A Day of Discovery: Celebrating Columbus

Should we celebrate Columbus Day? Since the early 1900s, Columbus Day has been celebrated as a national holiday celebrating Columbus’s ‘discovery’ of the Americas in 1492. But should we really honor him or his discovery? People had been living in the Americas for years before Columbus found them. Columbus and his crew brought disease and havoc on the islands they arrived on. On the island of Hispaniola, it is estimated that ninety-eight percent of the native population was killed due to war, forced labor, and disease that Columbus’s presence began. Columbus didn’t even mean to be in the Americas; he planned to land in Japan, but ended up in the New World instead. So the discoverer of the Americas was really just a lost European who killed thousands of people. Not really the national hero we were taught to believe he was.

The celebration of Columbus Day is a controversial topic. It is undeniably true that Columbus began a new age in European exploration. He paved the way for many explorers after him, explorers who actually explored instead of destroying indigenous populations. While Columbus was not the first European to discover the Americas, which falls to Leif Erikson who led a Norse expedition in the 11th century, Columbus made more Europeans leave their native land. The Colombian Exchange, the transfer of disease, animals, crops and many other things between continents, began with Columbus’s first voyage in 1492. While some populations grew because of the introduction of new crops and animals, the diseases that came along with Columbus and later explorers decimated native populations. The populations affected by the Colombian Exchange grew and diminished greatly between the fifteenth and sixteenth centuries. Columbus fostered communication and trade between Europe and the Americas, bringing Europe into a new age of voyaging and conquests which lasted for many centuries.

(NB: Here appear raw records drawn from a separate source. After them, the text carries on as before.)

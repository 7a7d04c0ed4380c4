//! Behaviour of the player's accelerate/clamp/decay model over many frames.
use approx::assert_relative_eq;
use chase::{Axis, Player};
use rstest::{fixture, rstest};

const DT: f64 = 1.0 / 120.0;

#[fixture]
fn player() -> Player {
    Player::new(1500.0, 500.0, 50.0)
}

#[rstest]
fn single_large_step_hits_cap(mut player: Player) {
    player.set_direction(Axis::Horizontal, 1);
    player.update(1.0);
    assert_relative_eq!(player.velocity().x, 500.0);
    assert_relative_eq!(player.position().x, 500.0);
}

#[rstest]
fn many_small_steps_reach_same_speed(mut player: Player) {
    player.set_direction(Axis::Horizontal, 1);
    for _ in 0..1000 {
        player.update(0.001);
    }
    assert_relative_eq!(player.velocity().x, 500.0);
    assert_eq!(player.velocity().y, 0.0, "idle axis must stay at rest");
}

#[rstest]
#[case::right(Axis::Horizontal, 1)]
#[case::left(Axis::Horizontal, -1)]
#[case::down(Axis::Vertical, 1)]
#[case::up(Axis::Vertical, -1)]
fn holding_reaches_cap_without_exceeding(
    mut player: Player,
    #[case] axis: Axis,
    #[case] value: i32,
) {
    player.set_direction(axis, value);
    // max_speed / acceleration = 1/3 s = 40 frames at 120 Hz.
    let mut reached_at = None;
    for frame in 1..=120 {
        player.update(DT);
        let v = player.velocity();
        assert!(v.x.abs() <= 500.0 && v.y.abs() <= 500.0, "frame {frame}: {v:?}");
        let speed = match axis {
            Axis::Horizontal => v.x,
            Axis::Vertical => v.y,
        };
        if reached_at.is_none() && (speed.abs() - 500.0).abs() < 1e-9 {
            reached_at = Some(frame);
        }
    }
    assert_eq!(reached_at, Some(40));
}

#[rstest]
#[case::moving_right(1)]
#[case::moving_left(-1)]
fn release_decays_monotonically_then_stops(mut player: Player, #[case] value: i32) {
    player.set_direction(Axis::Horizontal, value);
    for _ in 0..60 {
        player.update(DT);
    }
    player.set_direction(Axis::Horizontal, 0);

    let sign = f64::from(value);
    let mut previous = player.velocity().x.abs();
    let mut stopped_at = None;
    for frame in 1..=120 {
        player.update(DT);
        let vx = player.velocity().x;
        assert!(vx * sign >= 0.0, "frame {frame}: decay flipped sign to {vx}");
        assert!(vx.abs() <= previous, "frame {frame}: speed grew to {vx}");
        previous = vx.abs();
        if vx == 0.0 {
            stopped_at.get_or_insert(frame);
        }
    }
    // 500 drops by 12.5 per frame; 37.5 is the first value under 40.
    assert_eq!(stopped_at, Some(37));
}

#[rstest]
fn diagonal_axes_are_independent(mut player: Player) {
    player.set_direction(Axis::Horizontal, 1);
    player.set_direction(Axis::Vertical, -1);
    for _ in 0..10 {
        player.update(DT);
    }
    assert_relative_eq!(player.velocity().x, 125.0, epsilon = 1e-9);
    assert_relative_eq!(player.velocity().y, -125.0, epsilon = 1e-9);
}

#[rstest]
fn large_idle_step_overshoots_decay(mut player: Player) {
    // The decay step is applied even from rest; with dt large enough it
    // exceeds the stop threshold and is not snapped back.
    player.update(0.1);
    assert_relative_eq!(player.velocity().x, -150.0);
}
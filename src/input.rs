//! Keyboard state snapshot and its mapping onto player intent.
//!
//! The harness polls keys once per frame into a [`MoveInput`] and applies it
//! before the player update. Both axes are reset first, then keys are applied
//! in the order `W`, `S`, `A`, `D`, so a later key wins when opposing keys are
//! held together.
use crate::player::{Axis, Player};

/// Directional key states for one frame.
#[derive(Debug, Clone, Copy, Default, PartialEq, Eq)]
#[expect(
    clippy::struct_excessive_bools,
    reason = "This struct represents the pressed state of exactly four directional keys."
)]
pub struct MoveInput {
    /// Whether an "up" key (W) is held.
    pub up: bool,
    /// Whether a "down" key (S) is held.
    pub down: bool,
    /// Whether a "left" key (A) is held.
    pub left: bool,
    /// Whether a "right" key (D) is held.
    pub right: bool,
}

impl MoveInput {
    /// Builds a snapshot from a string of held `wasd` keys, ignoring case and
    /// any other characters.
    ///
    /// # Examples
    ///
    /// ```
    /// use chase::input::MoveInput;
    /// let input = MoveInput::from_keys("Wd");
    /// assert!(input.up && input.right && !input.down && !input.left);
    /// ```
    #[must_use]
    pub fn from_keys(keys: &str) -> Self {
        keys.chars().fold(Self::default(), |mut input, key| {
            match key.to_ascii_lowercase() {
                'w' => input.up = true,
                's' => input.down = true,
                'a' => input.left = true,
                'd' => input.right = true,
                _ => {}
            }
            input
        })
    }

    /// Per-axis intent as `(horizontal, vertical)`.
    #[must_use]
    pub const fn intent(self) -> (i32, i32) {
        const fn axis(neg: bool, pos: bool) -> i32 {
            if pos {
                1
            } else if neg {
                -1
            } else {
                0
            }
        }
        (axis(self.left, self.right), axis(self.up, self.down))
    }

    /// Resets the player's intent and applies the held keys.
    pub fn apply_to(self, player: &mut Player) {
        player.set_direction(Axis::Horizontal, 0);
        player.set_direction(Axis::Vertical, 0);

        if self.up {
            player.set_direction(Axis::Vertical, -1);
        }
        if self.down {
            player.set_direction(Axis::Vertical, 1);
        }
        if self.left {
            player.set_direction(Axis::Horizontal, -1);
        }
        if self.right {
            player.set_direction(Axis::Horizontal, 1);
        }
    }
}

#[cfg(test)]
mod tests {
    use super::*;
    use rstest::rstest;

    #[rstest]
    #[case::no_keys(MoveInput::default(), (0, 0))]
    #[case::up(MoveInput { up: true, ..Default::default() }, (0, -1))]
    #[case::down(MoveInput { down: true, ..Default::default() }, (0, 1))]
    #[case::left(MoveInput { left: true, ..Default::default() }, (-1, 0))]
    #[case::right(MoveInput { right: true, ..Default::default() }, (1, 0))]
    #[case::down_wins(MoveInput { up: true, down: true, ..Default::default() }, (0, 1))]
    #[case::right_wins(MoveInput { left: true, right: true, ..Default::default() }, (1, 0))]
    #[case::diagonal(MoveInput { up: true, left: true, ..Default::default() }, (-1, -1))]
    fn apply_sets_intent(#[case] input: MoveInput, #[case] expected: (i32, i32)) {
        let mut player = Player::new(1500.0, 500.0, 50.0);
        player.set_direction(Axis::Horizontal, 1);
        player.set_direction(Axis::Vertical, 1);
        input.apply_to(&mut player);
        assert_eq!(
            (player.direction(Axis::Horizontal), player.direction(Axis::Vertical)),
            expected
        );
        assert_eq!(input.intent(), expected);
    }

    #[test]
    fn from_keys_ignores_unknown_characters() {
        assert_eq!(MoveInput::from_keys("x q!"), MoveInput::default());
        assert_eq!(
            MoveInput::from_keys("SA"),
            MoveInput {
                down: true,
                left: true,
                ..Default::default()
            }
        );
    }
}
//! `env_logger` set-up shared by the windowed and headless runs.
use env_logger::{Builder, Env};
use log::LevelFilter;

/// Default level for the given verbosity; `RUST_LOG` still takes precedence.
#[must_use]
pub const fn default_level(verbose: bool) -> LevelFilter {
    if verbose {
        LevelFilter::Debug
    } else {
        LevelFilter::Info
    }
}

/// Initializes the global logger.
///
/// When `verbose` is `true`, debug messages (entity creation, config loading)
/// are printed. Otherwise only info level and above are shown.
pub fn init(verbose: bool) {
    let env = Env::default().default_filter_or(default_level(verbose).to_string());
    let mut builder = Builder::from_env(env);
    builder.format_timestamp_millis();

    // `try_init` only fails if a logger was already set. Ignore that case so
    // tests can call `init` multiple times without panicking.
    let _ = builder.try_init();
}

#[cfg(test)]
mod tests {
    use super::*;

    #[test]
    fn verbosity_selects_level() {
        assert_eq!(default_level(true), LevelFilter::Debug);
        assert_eq!(default_level(false), LevelFilter::Info);
    }

    #[test]
    fn init_twice_is_harmless() {
        init(false);
        init(true);
        log::info!("logger initialised twice");
    }
}
//! Small 2D helpers for centre points and headings.
//!
//! Coordinates follow the screen convention of the rendering harness (origin
//! at the top-left, `y` growing downward). The maths does not depend on it.
use glam::DVec2;

/// Returns the centre of a square footprint whose top-left corner is
/// `top_left`.
///
/// # Examples
/// ```
/// use chase::vector_math::footprint_centre;
/// use glam::DVec2;
/// let centre = footprint_centre(DVec2::new(100.0, 100.0), 20.0);
/// assert_eq!(centre, DVec2::new(110.0, 110.0));
/// ```
#[must_use]
pub fn footprint_centre(top_left: DVec2, size: f64) -> DVec2 {
    top_left + DVec2::splat(size / 2.0)
}

/// Angle in radians of the direction from `from` to `to`.
///
/// Uses `atan2(dy, dx)`. When both points coincide the heading is `0.0`
/// regardless of signed zeros in the offset.
///
/// # Examples
/// ```
/// use chase::vector_math::heading_between;
/// use glam::DVec2;
/// let angle = heading_between(DVec2::ZERO, DVec2::new(0.0, 5.0));
/// assert!((angle - std::f64::consts::FRAC_PI_2).abs() < 1e-12);
/// assert_eq!(heading_between(DVec2::ONE, DVec2::ONE), 0.0);
/// ```
#[must_use]
pub fn heading_between(from: DVec2, to: DVec2) -> f64 {
    let offset = to - from;
    if offset == DVec2::ZERO {
        return 0.0;
    }
    offset.y.atan2(offset.x)
}

/// Velocity of magnitude `speed` pointing along `heading`.
#[must_use]
pub fn heading_velocity(heading: f64, speed: f64) -> DVec2 {
    let (sin, cos) = heading.sin_cos();
    DVec2::new(speed * cos, speed * sin)
}
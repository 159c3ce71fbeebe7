//! Core data structures for the deco_map autotile engine
//!
//! This crate provides the map-model types the table autotiler operates on:
//! - `Position` / `Region` - map coordinates and rectangular spans
//! - `Item` - a placed object occupying a tile
//! - `ItemType` / `ItemDatabase` - item metadata and the brush-claim registry
//! - `Tile` - a map cell owning its placed items
//! - `TileMap` - sparse tile storage, the grid accessor the engine queries

mod item;
mod map;
mod position;
mod tile;

pub use item::{Item, ItemDatabase, ItemType};
pub use map::TileMap;
pub use position::{Position, Region};
pub use tile::Tile;
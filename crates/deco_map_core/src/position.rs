//! Map coordinates and rectangular regions

use serde::{Deserialize, Serialize};

/// A tile coordinate on the map. `z` is the floor/layer index.
#[derive(Debug, Clone, Copy, PartialEq, Eq, Hash, Serialize, Deserialize)]
pub struct Position {
    pub x: i32,
    pub y: i32,
    pub z: i32,
}

impl Position {
    pub fn new(x: i32, y: i32, z: i32) -> Self {
        Self { x, y, z }
    }

    /// The position offset by `(dx, dy)` on the same floor.
    pub fn offset(&self, dx: i32, dy: i32) -> Self {
        Self {
            x: self.x + dx,
            y: self.y + dy,
            z: self.z,
        }
    }
}

/// An inclusive rectangular span of tiles on a single floor.
#[derive(Debug, Clone, Copy, PartialEq, Eq, Serialize, Deserialize)]
pub struct Region {
    pub min: Position,
    pub max: Position,
}

impl Region {
    /// Create a region from two corners; the corners may be given in any order.
    pub fn new(a: Position, b: Position) -> Self {
        debug_assert_eq!(a.z, b.z);
        Self {
            min: Position::new(a.x.min(b.x), a.y.min(b.y), a.z),
            max: Position::new(a.x.max(b.x), a.y.max(b.y), a.z),
        }
    }

    /// A region spanning a single tile.
    pub fn single(pos: Position) -> Self {
        Self { min: pos, max: pos }
    }

    /// The region grown by `radius` tiles on every side.
    pub fn grown(&self, radius: i32) -> Self {
        Self {
            min: self.min.offset(-radius, -radius),
            max: self.max.offset(radius, radius),
        }
    }

    pub fn contains(&self, pos: Position) -> bool {
        pos.z == self.min.z
            && pos.x >= self.min.x
            && pos.x <= self.max.x
            && pos.y >= self.min.y
            && pos.y <= self.max.y
    }

    /// Iterate every position in the region in row-major order.
    pub fn positions(&self) -> impl Iterator<Item = Position> + '_ {
        let z = self.min.z;
        (self.min.y..=self.max.y)
            .flat_map(move |y| (self.min.x..=self.max.x).map(move |x| Position::new(x, y, z)))
    }
}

But one cannot discount the negative effects of Columbus’s voyages. Columbus openly supported the raping and murdering of the indigenous peoples of the Americas. He was known to sell girls as young as nine into slavery and to let his war dogs hunt the indigenous people, later feeding their bodies to the dogs. Cities around America (an estimated nine this year including Albuquerque, N.M., Anadarko, Okla., Portland, Ore., St. Paul, Minn., and Olympia, Wash.) have changed the celebration of Columbus Day to Indigenous Peoples Day, not wanting to celebrate the famed explorer who caused so much destruction. Native Americans have initiated peaceful protests against Columbus Day parades, calling Columbus out on the genocide against their ancestors.

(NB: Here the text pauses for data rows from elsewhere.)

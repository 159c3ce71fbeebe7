//! The table brush: paint, erase, and the neighbor-aware retile pass
//!
//! `draw` seeds a tile with an `Alone` piece; `retile_tile` re-evaluates
//! an already-placed piece against its 8 neighbors and re-skins it in
//! place. The retile pass dispatches per item to the brush that owns the
//! item's type, so several table brushes can coexist on one map (and even
//! on one tile) without disturbing each other.

use deco_map_core::{Item, ItemDatabase, Position, Region, TileMap};
use rand::Rng;
use uuid::Uuid;

use crate::border::{classify, neighbors};
use crate::pool::{VariantCandidate, VariantPool};
use crate::registry::BrushRegistry;
use crate::BorderCategory;

// ─── TableBrush ──────────────────────────────────────────────────────────────

/// The configured rule set for one decorative object family: an identity,
/// a display icon, and one weighted variant pool per border category.
/// Immutable once loading is complete.
#[derive(Debug, Clone)]
pub struct TableBrush {
    id: Uuid,
    name: String,
    look_id: u16,
    pools: [VariantPool; BorderCategory::COUNT],
}

impl TableBrush {
    pub fn new(name: String, look_id: u16) -> Self {
        Self {
            id: Uuid::new_v4(),
            name,
            look_id,
            pools: std::array::from_fn(|_| VariantPool::new()),
        }
    }

    pub fn id(&self) -> Uuid {
        self.id
    }

    pub fn name(&self) -> &str {
        &self.name
    }

    /// Client id of the icon shown in the palette.
    pub fn look_id(&self) -> u16 {
        self.look_id
    }

    pub fn pool(&self, category: BorderCategory) -> &VariantPool {
        &self.pools[category as usize]
    }

    /// Append a candidate to `category`'s pool.
    pub fn register_candidate(&mut self, category: BorderCategory, item_id: u16, weight: u32) {
        self.pools[category as usize].push(VariantCandidate { item_id, weight });
    }

    /// Tables can be painted anywhere a tile can exist.
    pub fn can_draw(&self, _map: &TileMap, _pos: Position) -> bool {
        true
    }

    /// Paint a seed piece at `pos`: remove anything this brush already
    /// placed there, then insert a pick from the `Alone` pool. An
    /// empty-weight `Alone` pool paints nothing.
    pub fn draw(&self, map: &mut TileMap, pos: Position, db: &ItemDatabase, rng: &mut impl Rng) {
        self.undraw(map, pos, db);

        if let Some(type_id) = self.pool(BorderCategory::Alone).pick(rng) {
            map.get_or_create(pos).add_item(Item::new(type_id));
        }
    }

    /// Remove every item at `pos` owned by this brush. Items of other
    /// brushes and non-table items on the tile are left untouched.
    pub fn undraw(&self, map: &mut TileMap, pos: Position, db: &ItemDatabase) {
        if let Some(tile) = map.tile_mut(pos) {
            tile.remove_items_where(|item| db.table_brush_of(item.type_id) == Some(self.id));
        }
    }
}

// ─── Retiling ────────────────────────────────────────────────────────────────

/// Relative neighbor offsets with their mask bits, y growing southward.
const NEIGHBOR_OFFSETS: [(i32, i32, u8); 8] = [
    (-1, -1, neighbors::NW),
    (0, -1, neighbors::N),
    (1, -1, neighbors::NE),
    (-1, 0, neighbors::W),
    (1, 0, neighbors::E),
    (-1, 1, neighbors::SW),
    (0, 1, neighbors::S),
    (1, 1, neighbors::SE),
];

/// Build the neighbor-presence mask for `brush_id` around `pos`.
///
/// Offsets that would reach negative coordinates are clipped to absent;
/// everywhere else an absent tile simply contributes a clear bit.
pub fn neighbor_mask(map: &TileMap, pos: Position, brush_id: Uuid, db: &ItemDatabase) -> u8 {
    let mut mask = 0u8;

    for (dx, dy, bit) in NEIGHBOR_OFFSETS {
        let neighbor = pos.offset(dx, dy);
        if neighbor.x < 0 || neighbor.y < 0 {
            continue;
        }
        if map.has_table_brush_at(neighbor, brush_id, db) {
            mask |= bit;
        }
    }

    mask
}

/// Re-evaluate every table piece on the tile at `pos` against its
/// neighborhood and re-skin it in place.
///
/// No-op when the tile is absent or holds no table. For each table item
/// the mask is matched against that item's own brush, classified, and a
/// pick from the resolved category's pool replaces the item's type id.
/// A zero-weight pool leaves the item unchanged. Safe to re-run: a stable
/// neighborhood resolves to the same category every time.
pub fn retile_tile(
    map: &mut TileMap,
    pos: Position,
    db: &ItemDatabase,
    registry: &BrushRegistry,
    rng: &mut impl Rng,
) {
    let Some(tile) = map.tile(pos) else {
        return;
    };
    if !tile.has_table(db) {
        return;
    }

    let owners: Vec<(usize, Uuid)> = tile
        .items
        .iter()
        .enumerate()
        .filter_map(|(index, item)| db.table_brush_of(item.type_id).map(|id| (index, id)))
        .collect();

    let mut updates: Vec<(usize, u16)> = Vec::new();
    for (index, brush_id) in owners {
        let Some(brush) = registry.get(brush_id) else {
            continue;
        };
        let category = classify(neighbor_mask(map, pos, brush_id, db));
        if let Some(type_id) = brush.pool(category).pick(rng) {
            updates.push((index, type_id));
        }
    }

    if let Some(tile) = map.tile_mut(pos) {
        for (index, type_id) in updates {
            if let Some(item) = tile.items.get_mut(index) {
                item.type_id = type_id;
            }
        }
    }
}

/// Run [`retile_tile`] over every position in `region` whose tile holds a
/// table. Used to re-settle border categories after bulk edits such as
/// paste or region fill.
pub fn reconcile_tables(
    map: &mut TileMap,
    region: &Region,
    db: &ItemDatabase,
    registry: &BrushRegistry,
    rng: &mut impl Rng,
) {
    for pos in region.positions() {
        retile_tile(map, pos, db, registry, rng);
    }
}

/// Paint a table at `pos` and re-settle the surrounding 3x3 neighborhood.
pub fn paint_table(
    map: &mut TileMap,
    pos: Position,
    brush: &TableBrush,
    db: &ItemDatabase,
    registry: &BrushRegistry,
    rng: &mut impl Rng,
) {
    brush.draw(map, pos, db, rng);
    reconcile_tables(map, &Region::single(pos).grown(1), db, registry, rng);
}

/// Erase `brush`'s table at `pos` and re-settle the surrounding 3x3
/// neighborhood.
pub fn erase_table(
    map: &mut TileMap,
    pos: Position,
    brush: &TableBrush,
    db: &ItemDatabase,
    registry: &BrushRegistry,
    rng: &mut impl Rng,
) {
    brush.undraw(map, pos, db);
    reconcile_tables(map, &Region::single(pos).grown(1), db, registry, rng);
}
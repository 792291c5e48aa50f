//! Strongly typed segment identifier and weekday indexing.
//!
//! `SegmentId` wraps the opaque road-segment key returned by the reverse
//! geocoder.  Weekdays use `chrono::Weekday` with Monday = 0 as the persisted
//! integer form.

use std::fmt;

use chrono::Weekday;

/// Generate a typed ID wrapper around a primitive integer.
macro_rules! typed_id {
    ($(#[$attr:meta])* $vis:vis struct $name:ident($inner:ty);) => {
        $(#[$attr])*
        #[derive(Copy, Clone, PartialEq, Eq, Hash, PartialOrd, Ord, Debug)]
        #[cfg_attr(feature = "serde", derive(serde::Serialize, serde::Deserialize))]
        $vis struct $name(pub $inner);

        impl $name {
            /// Sentinel meaning "no valid ID".
            pub const INVALID: $name = $name(<$inner>::MAX);
        }

        impl fmt::Display for $name {
            fn fmt(&self, f: &mut fmt::Formatter<'_>) -> fmt::Result {
                write!(f, "{}({})", stringify!($name), self.0)
            }
        }

        impl From<$inner> for $name {
            #[inline(always)]
            fn from(n: $inner) -> $name {
                $name(n)
            }
        }
    };
}

typed_id! {
    /// Road-segment key from the reverse geocoder (e.g. an OSM way id).
    pub struct SegmentId(u64);
}

impl SegmentId {
    /// Bit-preserving conversion to SQLite's signed INTEGER.
    #[inline]
    pub fn to_sql(self) -> i64 {
        self.0 as i64
    }

    /// Inverse of [`to_sql`](Self::to_sql).
    #[inline]
    pub fn from_sql(n: i64) -> Self {
        SegmentId(n as u64)
    }
}

const WEEKDAYS: [Weekday; 7] = [
    Weekday::Mon,
    Weekday::Tue,
    Weekday::Wed,
    Weekday::Thu,
    Weekday::Fri,
    Weekday::Sat,
    Weekday::Sun,
];

/// Persisted integer form of a weekday, Monday = 0 … Sunday = 6.
#[inline]
pub fn weekday_index(day: Weekday) -> u8 {
    day.num_days_from_monday() as u8
}

/// Inverse of [`weekday_index`]; `None` outside `0..=6`.
#[inline]
pub fn weekday_from_index(index: u8) -> Option<Weekday> {
    WEEKDAYS.get(index as usize).copied()
}
//! `traj-spatial` — the geocoding and routing collaborators of the mobility
//! model.
//!
//! # Crate layout
//!
//! | Module       | Contents                                                   |
//! |--------------|------------------------------------------------------------|
//! | [`geocoder`] | `Geocoder` trait, `SegmentIndex` (R-tree), `SegmentIndexBuilder`, `load_segments_csv` |
//! | [`router`]   | `Router` trait, `ShortestRoute`, `StraightLineRouter`, `straight_line` |
//! | [`error`]    | `SpatialError`, `SpatialResult<T>`                         |
//!
//! Both traits are `Send + Sync` so a single instance can back several
//! ingestion workers.  Implementations backed by remote services belong to
//! the application; the types here are local and deterministic.

pub mod error;
pub mod geocoder;
pub mod router;


pub use error::{SpatialError, SpatialResult};
pub use geocoder::{Geocoder, SegmentIndex, SegmentIndexBuilder, load_segments_csv, load_segments_reader};
pub use router::{Router, ShortestRoute, StraightLineRouter, straight_line};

So should we celebrate Columbus as a great explorer? Christopher Columbus: Brave Explorer of the New World sure sounds better than Christopher Columbus: Mass Murderer of Native Peoples. Should we use the vacation day to celebrate Indigenous American culture? Celebrate ancient American peoples with an intricate culture who welcomed Columbus to their shores. With growing views towards the latter, Columbus Day might soon be seeing its last celebration.